I’ve become a liar. I don’t consider myself a dishonest person, but I lie every single day. I lie to everyone. I lie to those closest to me and I lie to the clerk at the grocery store. I spend all day lying about being ok. “I’m good, how are you?”
I am not good and I’m not even okay. But I have no choice but to keep lying. Why? Because nobody wants to know that I’m not okay. They don’t know what to do any more than I do. And people don’t like to be faced with situations where they don’t know what to do. So I keep lying.
I tried not lying last summer. I told the truth. I told my estranged husband, my mom, my sister, my kids, my friends that I wasn’t ok. And I ended up in a psychiatric hospital for 8 days where the first order of business was to remove the underwire from my bra for fear that I might harm myself with it.
I don’t blame anyone for the fact that I ended up in the hospital. Before I was a patient, I had no idea that when you get sent to a psychiatric hospital (or at least the one I ended up in) you don’t get the help you need. You get sharp objects confiscated, you have to remove the drawstrings from your clothing, you are given coloring pages to pass the time, you get woken up every two hours during the night with a flashlight in your face, you live in a room with the windows covered and are only let outside when the nurses feel like letting you outside and the highlight of the day is ‘activity time’ when you get to make bracelets out of large plastic beads that are often found in preschools. But the one thing I needed the most, I didn’t get. I needed help and I needed it desperately. I begged for it. I asked every day to talk to a therapist. You’d think the place would be filled with them, and you’d be wrong. There is one psychiatrist who sees every patient in the entire hospital for about 5 minutes each day. He doesn’t offer therapy, he doesn’t ask you how you are or tell you how to get better. He looks at your chart and sees that when you got spit on by another patient that morning you asked at the nurses’ desk for anxiety meds and that means that you are not yet stable enough to be released. File closed, see you tomorrow, maybe. If he gets tied up with too many intakes you might not see him until the day after.
With so many high profile suicides in recent years, we have all become “suicide aware,” and we know what to look for in our friends and family. We know that we need to check in with our friends and family members who are struggling. And we know that when they say that they aren’t okay, we need to do something. It’s just that there is no good “something” available.
My doctor, my therapist and every other single person I have walked with on this path through the world of mental illness tells me to immediately go to the ER if I feel like hurting myself. Seems like solid advice. But I tried that. And after two stints in the psychiatric hospital, three rounds of IOP (intensive outpatient program) and six months of DBT (dialectical behavior therapy where each week I had 2 hours of skills training and 1 hour with my individual therapist) I am still not okay. The only difference is that now I know not to tell anyone I’m not okay. And as an added bonus, I can no longer legally purchase a firearm (upon my discharge from the hospital I had to sign the paperwork informing me of the law that anyone who has been involuntarily held on a 5150 cannot purchase firearms). Doesn’t matter that I have never ever threatened to hurt anyone but myself, I am considered too dangerous to own a gun. Oh, and besides the whole gun thing, I also have a case of PTSD and have regular nightmares about being locked in a mental institution without any options for getting out.
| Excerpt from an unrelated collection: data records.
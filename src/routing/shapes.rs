//! Shape predicates over unified requests.

use crate::types::request::is_populated;
use crate::types::{Endpoint, UnifiedRequest};
use crate::{Error, ErrorContext, Result};
use serde_json::Value;

const AUDIO_PART_TYPES: &[&str] = &["input_audio", "audio"];

/// An `audio` object whose action is explicit or inferable from `file` / `text`.
///
/// Output settings alone (`{voice, format}`) belong to a conversational turn and do not count.
pub(super) fn is_standalone_audio(request: &UnifiedRequest) -> bool {
    ["action", "file", "text", "input"]
        .iter()
        .any(|k| audio_has(request, k))
}

fn audio_has(request: &UnifiedRequest, key: &str) -> bool {
    request
        .object("audio")
        .and_then(|a| a.get(key))
        .map(is_populated)
        .unwrap_or(false)
}

pub(super) fn is_standalone_image(request: &UnifiedRequest) -> bool {
    request.has("image") && request.object("image").is_some()
}

/// Audio embedded in `messages`, or in a chat-style `message` / `input` (single message or array).
pub(super) fn is_conversational_audio(request: &UnifiedRequest) -> bool {
    conversation_items(request).any(message_has_audio)
}

pub(super) fn is_structured_input(request: &UnifiedRequest) -> bool {
    match request.get("input") {
        Some(item @ Value::Object(_)) => structured_item(item),
        Some(Value::Array(items)) => !items.is_empty() && items.iter().all(structured_item),
        _ => false,
    }
}

pub(super) fn is_text(request: &UnifiedRequest) -> bool {
    ["message", "messages", "input", "instructions"]
        .iter()
        .any(|k| request.has(k))
}

fn conversation_items(request: &UnifiedRequest) -> impl Iterator<Item = &Value> {
    ["messages", "message", "input"]
        .into_iter()
        .filter_map(move |k| request.get(k))
        .flat_map(|v| match v {
            Value::Array(items) => items.iter().collect::<Vec<_>>(),
            Value::Object(_) => vec![v],
            _ => Vec::new(),
        })
}

/// `{role, content[]}` with a non-empty content array.
pub fn structured_item(value: &Value) -> bool {
    let Some(obj) = value.as_object() else {
        return false;
    };
    obj.get("role").and_then(Value::as_str).is_some()
        && obj
            .get("content")
            .and_then(Value::as_array)
            .map(|c| !c.is_empty())
            .unwrap_or(false)
}

/// Whether a chat-style message carries audio content, in any role.
pub fn message_has_audio(message: &Value) -> bool {
    let Some(obj) = message.as_object() else {
        return false;
    };
    if obj.get("audio").map(is_populated).unwrap_or(false) {
        return true;
    }
    obj.get("content")
        .and_then(Value::as_array)
        .map(|parts| {
            parts.iter().any(|part| {
                let typed = part
                    .get("type")
                    .and_then(Value::as_str)
                    .map(|t| AUDIO_PART_TYPES.contains(&t))
                    .unwrap_or(false);
                typed
                    || AUDIO_PART_TYPES
                        .iter()
                        .any(|k| part.get(*k).map(is_populated).unwrap_or(false))
            })
        })
        .unwrap_or(false)
}

/// Resolve `audio.action` to an endpoint.
///
/// Without an explicit action, a `file` means transcription and text means speech.
pub(super) fn audio_endpoint(request: &UnifiedRequest) -> Result<Endpoint> {
    let action = request
        .object("audio")
        .and_then(|a| a.get("action"))
        .and_then(Value::as_str);
    let has = |key: &str| audio_has(request, key);

    match action.map(|a| a.trim().to_ascii_lowercase()).as_deref() {
        Some("transcribe") | Some("transcription") => Ok(Endpoint::AudioTranscription),
        Some("translate") | Some("translation") => Ok(Endpoint::AudioTranslation),
        Some("speech") | Some("speak") | Some("tts") => Ok(Endpoint::AudioSpeech),
        Some(other) => Err(Error::invalid_request_with_context(
            format!(
                "unsupported audio action '{}'; expected transcribe, translate or speech",
                other
            ),
            ErrorContext::new()
                .with_field_path("audio.action")
                .with_source("router"),
        )),
        None if has("file") => Ok(Endpoint::AudioTranscription),
        None if has("text") || has("input") => Ok(Endpoint::AudioSpeech),
        None => Err(Error::invalid_request_with_context(
            "audio config needs an `action`, a `file` to transcribe, or `text` to speak",
            ErrorContext::new()
                .with_field_path("audio")
                .with_source("router"),
        )),
    }
}

/// `prompt` only → generation, `image` + `prompt` → edit, `image` only → variation.
pub(super) fn image_endpoint(request: &UnifiedRequest) -> Result<Endpoint> {
    let image = request.object("image");
    let has = |key: &str| {
        image
            .and_then(|i| i.get(key))
            .map(is_populated)
            .unwrap_or(false)
    };

    match (has("prompt"), has("image")) {
        (true, false) => Ok(Endpoint::ImageGeneration),
        (true, true) => Ok(Endpoint::ImageEdit),
        (false, true) => Ok(Endpoint::ImageVariation),
        (false, false) => Err(Error::invalid_request_with_context(
            "image config needs a `prompt`, an `image`, or both",
            ErrorContext::new()
                .with_field_path("image")
                .with_source("router"),
        )),
    }
}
When I bowed out of one of the celebrations for my daughter’s upcoming college graduation — because my former in-laws told me that, even though they never called or sent me a note while I was there, I caused their family a great deal of pain when I ended up in the hospital. They have since refused to speak to me and won’t answer my calls — my husband (who is only still my husband because the divorce is not yet final after nearly two years) accused me of ruining the event. When I explained to him that since it was completely ok with my daughter to miss this ONE event, I had decided to do what was in the best interest of my mental health by not being there. He then accused me of making the whole weekend about me and refuses to speak to me.
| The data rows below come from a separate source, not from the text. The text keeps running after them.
//! Conversion of a routed unified request into typed endpoint input.
//!
//! Only type mismatches are rejected here (a number where a string belongs, ...). Missing required
//! values are left for the adapter, which owns the endpoint's validation rules.

use super::{Route, Shape};
use crate::types::request::{is_populated, json_type_name};
use crate::types::{
    ChatInput, Endpoint, ImageEditInput, ImageGenerationInput, ImageVariationInput, ResponseInput,
    SpeechInput, TranscriptionInput, TranslationInput, TurnInput, UnifiedRequest,
};
use crate::{Error, ErrorContext, Result};
use serde_json::{json, Map, Value};
use std::path::PathBuf;

const CHAT_OPTIONS: &[&str] = &[
    "temperature",
    "top_p",
    "max_tokens",
    "max_completion_tokens",
    "stop",
    "seed",
    "presence_penalty",
    "frequency_penalty",
    "tools",
    "tool_choice",
    "parallel_tool_calls",
    "response_format",
    "modalities",
    "audio",
    "user",
];

const RESPONSE_OPTIONS: &[&str] = &[
    "temperature",
    "top_p",
    "max_output_tokens",
    "tool_choice",
    "parallel_tool_calls",
    "previous_response_id",
    "metadata",
    "reasoning",
    "text",
    "store",
    "truncation",
    "include",
    "user",
];

pub(super) fn turn_input(route: &Route, request: &UnifiedRequest) -> Result<TurnInput> {
    let input = match route.endpoint {
        Endpoint::ChatCompletion => TurnInput::Chat(chat(request)?),
        Endpoint::UnifiedResponse => {
            TurnInput::Response(response(request, route.shape == Shape::StructuredInput)?)
        }
        Endpoint::AudioTranscription => TurnInput::Transcription(transcription(request)?),
        Endpoint::AudioTranslation => TurnInput::Translation(translation(request)?),
        Endpoint::AudioSpeech => TurnInput::Speech(speech(request)?),
        Endpoint::ImageGeneration => TurnInput::ImageGeneration(image_generation(request)?),
        Endpoint::ImageEdit => TurnInput::ImageEdit(image_edit(request)?),
        Endpoint::ImageVariation => TurnInput::ImageVariation(image_variation(request)?),
    };
    Ok(input)
}

/// Chat turns gather every conversation key, in `messages`, `message`, `input` order, so audio
/// found in any of them reaches the wire.
fn chat(request: &UnifiedRequest) -> Result<ChatInput> {
    let messages = ["messages", "message", "input"]
        .iter()
        .filter(|k| request.has(k))
        .filter_map(|k| request.get(k))
        .flat_map(|v| match v {
            Value::Array(items) => items.clone(),
            Value::String(text) => vec![json!({"role": "user", "content": text})],
            other => vec![other.clone()],
        })
        .collect();
    Ok(ChatInput {
        model: string(request.fields(), "model", "model")?,
        messages,
        instructions: string(request.fields(), "instructions", "instructions")?,
        options: pick(request, CHAT_OPTIONS),
    })
}

fn response(request: &UnifiedRequest, image_input: bool) -> Result<ResponseInput> {
    let input = if request.has("input") {
        request.get("input").cloned()
    } else {
        match conversation(request) {
            Some(item @ Value::Object(_)) => Some(Value::Array(vec![item])),
            other => other,
        }
    };

    let mut options = pick(request, RESPONSE_OPTIONS);
    if !options.contains_key("max_output_tokens") {
        if let Some(max) = request.get("max_tokens").filter(|v| is_populated(v)) {
            options.insert("max_output_tokens".into(), max.clone());
        }
    }

    Ok(ResponseInput {
        model: string(request.fields(), "model", "model")?,
        input,
        instructions: string(request.fields(), "instructions", "instructions")?,
        tools: request.get("tools").filter(|v| is_populated(v)).cloned(),
        image_input,
        options,
    })
}

/// The conversation carried by `messages`, `message` or `input`, first populated wins.
fn conversation(request: &UnifiedRequest) -> Option<Value> {
    ["messages", "message", "input"]
        .iter()
        .find(|k| request.has(k))
        .and_then(|k| request.get(k))
        .cloned()
}

fn audio_config(request: &UnifiedRequest) -> Map<String, Value> {
    request.object("audio").cloned().unwrap_or_default()
}

fn image_config(request: &UnifiedRequest) -> Map<String, Value> {
    request.object("image").cloned().unwrap_or_default()
}

fn transcription(request: &UnifiedRequest) -> Result<TranscriptionInput> {
    let audio = audio_config(request);
    Ok(TranscriptionInput {
        file: path(&audio, "file", "audio.file")?,
        model: string(&audio, "model", "audio.model")?,
        language: string(&audio, "language", "audio.language")?,
        prompt: string(&audio, "prompt", "audio.prompt")?,
        response_format: string(&audio, "response_format", "audio.response_format")?,
        temperature: number(&audio, "temperature", "audio.temperature")?,
    })
}

fn translation(request: &UnifiedRequest) -> Result<TranslationInput> {
    let audio = audio_config(request);
    Ok(TranslationInput {
        file: path(&audio, "file", "audio.file")?,
        model: string(&audio, "model", "audio.model")?,
        prompt: string(&audio, "prompt", "audio.prompt")?,
        response_format: string(&audio, "response_format", "audio.response_format")?,
        temperature: number(&audio, "temperature", "audio.temperature")?,
    })
}

fn speech(request: &UnifiedRequest) -> Result<SpeechInput> {
    let audio = audio_config(request);
    let text = match string(&audio, "text", "audio.text")? {
        Some(t) => Some(t),
        None => match string(&audio, "input", "audio.input")? {
            Some(t) => Some(t),
            None => request
                .str_field("message")
                .or_else(|| request.str_field("input"))
                .map(str::to_string),
        },
    };
    Ok(SpeechInput {
        text,
        model: string(&audio, "model", "audio.model")?,
        voice: string(&audio, "voice", "audio.voice")?,
        response_format: string(&audio, "response_format", "audio.response_format")?,
        speed: number(&audio, "speed", "audio.speed")?,
    })
}

fn image_generation(request: &UnifiedRequest) -> Result<ImageGenerationInput> {
    let image = image_config(request);
    Ok(ImageGenerationInput {
        prompt: string(&image, "prompt", "image.prompt")?,
        model: string(&image, "model", "image.model")?,
        n: count(&image, "n", "image.n")?,
        size: string(&image, "size", "image.size")?,
        quality: string(&image, "quality", "image.quality")?,
        style: string(&image, "style", "image.style")?,
        response_format: string(&image, "response_format", "image.response_format")?,
    })
}

fn image_edit(request: &UnifiedRequest) -> Result<ImageEditInput> {
    let image = image_config(request);
    Ok(ImageEditInput {
        image: path(&image, "image", "image.image")?,
        mask: path(&image, "mask", "image.mask")?,
        prompt: string(&image, "prompt", "image.prompt")?,
        model: string(&image, "model", "image.model")?,
        n: count(&image, "n", "image.n")?,
        size: string(&image, "size", "image.size")?,
        response_format: string(&image, "response_format", "image.response_format")?,
    })
}

fn image_variation(request: &UnifiedRequest) -> Result<ImageVariationInput> {
    let image = image_config(request);
    Ok(ImageVariationInput {
        image: path(&image, "image", "image.image")?,
        model: string(&image, "model", "image.model")?,
        n: count(&image, "n", "image.n")?,
        size: string(&image, "size", "image.size")?,
        response_format: string(&image, "response_format", "image.response_format")?,
    })
}

fn pick(request: &UnifiedRequest, keys: &[&str]) -> Map<String, Value> {
    keys.iter()
        .filter_map(|k| {
            request
                .get(k)
                .filter(|v| !v.is_null())
                .map(|v| (k.to_string(), v.clone()))
        })
        .collect()
}

fn type_error(field: &str, expected: &str, got: &Value) -> Error {
    Error::invalid_request_with_context(
        format!("`{}` must be {}, got {}", field, expected, json_type_name(got)),
        ErrorContext::new()
            .with_field_path(field)
            .with_source("router"),
    )
}

fn string(map: &Map<String, Value>, key: &str, field: &str) -> Result<Option<String>> {
    match map.get(key) {
        None | Some(Value::Null) => Ok(None),
        Some(Value::String(s)) if s.trim().is_empty() => Ok(None),
        Some(Value::String(s)) => Ok(Some(s.clone())),
        Some(other) => Err(type_error(field, "a string", other)),
    }
}

fn path(map: &Map<String, Value>, key: &str, field: &str) -> Result<Option<PathBuf>> {
    Ok(string(map, key, field)?.map(PathBuf::from))
}

fn number(map: &Map<String, Value>, key: &str, field: &str) -> Result<Option<f64>> {
    match map.get(key) {
        None | Some(Value::Null) => Ok(None),
        Some(v @ Value::Number(n)) => n
            .as_f64()
            .map(Some)
            .ok_or_else(|| type_error(field, "a number", v)),
        Some(other) => Err(type_error(field, "a number", other)),
    }
}

fn count(map: &Map<String, Value>, key: &str, field: &str) -> Result<Option<u32>> {
    match map.get(key) {
        None | Some(Value::Null) => Ok(None),
        Some(v @ Value::Number(n)) => n
            .as_u64()
            .and_then(|n| u32::try_from(n).ok())
            .map(Some)
            .ok_or_else(|| type_error(field, "a non-negative integer", v)),
        Some(other) => Err(type_error(field, "a non-negative integer", other)),
    }
}

#[cfg(test)]
mod tests {
    use super::*;
    use crate::routing::Router;

    fn classify(v: Value) -> Result<TurnInput> {
        Router::default().classify(&UnifiedRequest::from_value(v).unwrap())
    }

    #[test]
    fn plain_message_becomes_response_input() {
        let TurnInput::Response(input) =
            classify(json!({"message": "hi", "instructions": "be brief", "max_tokens": 64}))
                .unwrap()
        else {
            panic!("expected response input");
        };
        assert_eq!(input.input, Some(json!("hi")));
        assert_eq!(input.instructions.as_deref(), Some("be brief"));
        assert_eq!(input.options["max_output_tokens"], json!(64));
        assert!(!input.image_input);
    }

    #[test]
    fn structured_input_is_tagged_for_images() {
        let TurnInput::Response(input) = classify(json!({
            "input": {"role": "user", "content": [
                {"type": "input_text", "text": "what is this?"},
                {"type": "input_image", "image_url": "https://example.com/cat.png"}
            ]}
        }))
        .unwrap() else {
            panic!("expected response input");
        };
        assert!(input.image_input);
    }

    #[test]
    fn speech_text_falls_back_to_message() {
        let TurnInput::Speech(input) =
            classify(json!({"message": "read me", "audio": {"action": "speech", "voice": "nova"}}))
                .unwrap()
        else {
            panic!("expected speech input");
        };
        assert_eq!(input.text.as_deref(), Some("read me"));
        assert_eq!(input.voice.as_deref(), Some("nova"));
    }

    #[test]
    fn chat_keeps_audio_from_every_conversation_key() {
        let TurnInput::Chat(input) = classify(json!({
            "message": "what does this say?",
            "input": {"role": "user", "content": [
                {"type": "input_audio", "input_audio": {"data": "UklGRg==", "format": "wav"}}
            ]}
        }))
        .unwrap() else {
            panic!("expected chat input");
        };
        assert_eq!(input.messages.len(), 2);
        assert_eq!(input.messages[0]["content"], "what does this say?");
        assert_eq!(input.messages[1]["content"][0]["type"], "input_audio");
    }

    #[test]
    fn chat_audio_output_settings_pass_through() {
        let TurnInput::Chat(input) = classify(json!({
            "messages": [{"role": "user", "content": [
                {"type": "input_audio", "input_audio": {"data": "UklGRg==", "format": "wav"}}
            ]}],
            "audio": {"voice": "alloy", "format": "wav"}
        }))
        .unwrap() else {
            panic!("expected chat input");
        };
        assert_eq!(input.messages.len(), 1);
        assert_eq!(input.options["audio"], json!({"voice": "alloy", "format": "wav"}));
    }

    #[test]
    fn wrong_field_type_is_rejected() {
        let err = classify(json!({"image": {"prompt": "a cat", "n": "two"}})).unwrap_err();
        assert!(err.is_validation());
        assert_eq!(
            err.context().and_then(|c| c.field_path.as_deref()),
            Some("image.n")
        );
    }
}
What can I possibly do that respects this milestone in my daughter’s life and also takes into account that being around people who have told me they want nothing to do with me is extremely triggering? I suspect that is another rhetorical question. But I do so wish there was a good answer. And I wish I knew what to do when I’m not okay. And I wish there was another viable option for making me feel better. Because now I know all too well what doesn’t help when I say that I’m not okay.